◆ **Work task**: Every line of the records below that holds the word "Stream" belongs in the answer.

Segment Start: Exercise inputs

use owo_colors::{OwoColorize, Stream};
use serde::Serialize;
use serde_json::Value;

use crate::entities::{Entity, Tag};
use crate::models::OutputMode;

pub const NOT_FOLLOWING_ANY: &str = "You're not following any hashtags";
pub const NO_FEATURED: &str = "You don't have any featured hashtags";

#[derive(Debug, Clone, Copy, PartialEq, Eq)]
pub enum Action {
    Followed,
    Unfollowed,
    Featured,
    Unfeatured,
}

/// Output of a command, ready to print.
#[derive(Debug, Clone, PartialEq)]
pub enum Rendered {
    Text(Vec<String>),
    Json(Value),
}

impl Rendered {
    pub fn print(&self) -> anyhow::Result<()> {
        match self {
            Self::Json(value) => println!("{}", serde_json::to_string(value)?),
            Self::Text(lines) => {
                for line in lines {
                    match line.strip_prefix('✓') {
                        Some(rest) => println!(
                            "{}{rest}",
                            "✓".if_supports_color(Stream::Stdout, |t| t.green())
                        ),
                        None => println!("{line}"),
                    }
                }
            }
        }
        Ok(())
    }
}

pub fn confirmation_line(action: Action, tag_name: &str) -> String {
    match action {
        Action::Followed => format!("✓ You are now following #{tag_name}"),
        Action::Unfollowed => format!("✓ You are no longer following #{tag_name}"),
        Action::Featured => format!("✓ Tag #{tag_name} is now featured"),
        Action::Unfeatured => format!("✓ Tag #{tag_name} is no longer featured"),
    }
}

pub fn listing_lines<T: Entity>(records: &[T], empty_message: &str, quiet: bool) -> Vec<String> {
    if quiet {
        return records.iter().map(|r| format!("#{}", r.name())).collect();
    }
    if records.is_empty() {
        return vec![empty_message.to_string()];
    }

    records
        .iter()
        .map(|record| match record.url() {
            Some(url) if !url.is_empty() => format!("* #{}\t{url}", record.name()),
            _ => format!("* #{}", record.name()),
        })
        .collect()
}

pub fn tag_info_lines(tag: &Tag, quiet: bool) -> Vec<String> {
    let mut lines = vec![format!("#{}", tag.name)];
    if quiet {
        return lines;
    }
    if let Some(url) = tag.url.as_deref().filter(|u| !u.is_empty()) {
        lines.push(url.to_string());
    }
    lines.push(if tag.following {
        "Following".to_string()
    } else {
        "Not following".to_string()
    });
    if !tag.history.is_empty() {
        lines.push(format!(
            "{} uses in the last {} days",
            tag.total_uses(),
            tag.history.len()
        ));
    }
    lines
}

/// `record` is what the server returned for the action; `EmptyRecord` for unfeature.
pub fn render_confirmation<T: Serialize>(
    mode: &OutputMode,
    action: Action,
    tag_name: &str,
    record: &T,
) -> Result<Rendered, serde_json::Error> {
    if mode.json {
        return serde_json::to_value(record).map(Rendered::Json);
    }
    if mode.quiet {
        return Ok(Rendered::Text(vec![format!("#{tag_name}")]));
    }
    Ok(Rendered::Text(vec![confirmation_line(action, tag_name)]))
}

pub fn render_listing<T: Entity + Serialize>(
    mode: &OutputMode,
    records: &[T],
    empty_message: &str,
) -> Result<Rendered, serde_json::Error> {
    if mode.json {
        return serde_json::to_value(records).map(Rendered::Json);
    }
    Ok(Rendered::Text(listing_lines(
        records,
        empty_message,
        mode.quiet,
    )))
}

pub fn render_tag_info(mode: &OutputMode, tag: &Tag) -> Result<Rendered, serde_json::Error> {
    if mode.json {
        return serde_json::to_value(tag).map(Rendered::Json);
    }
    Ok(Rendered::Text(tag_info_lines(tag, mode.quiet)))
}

Segment End: Exercise inputs

◆ **Finished exercise**:
use owo_colors::{OwoColorize, Stream};
                            "✓".if_supports_color(Stream::Stdout, |t| t.green())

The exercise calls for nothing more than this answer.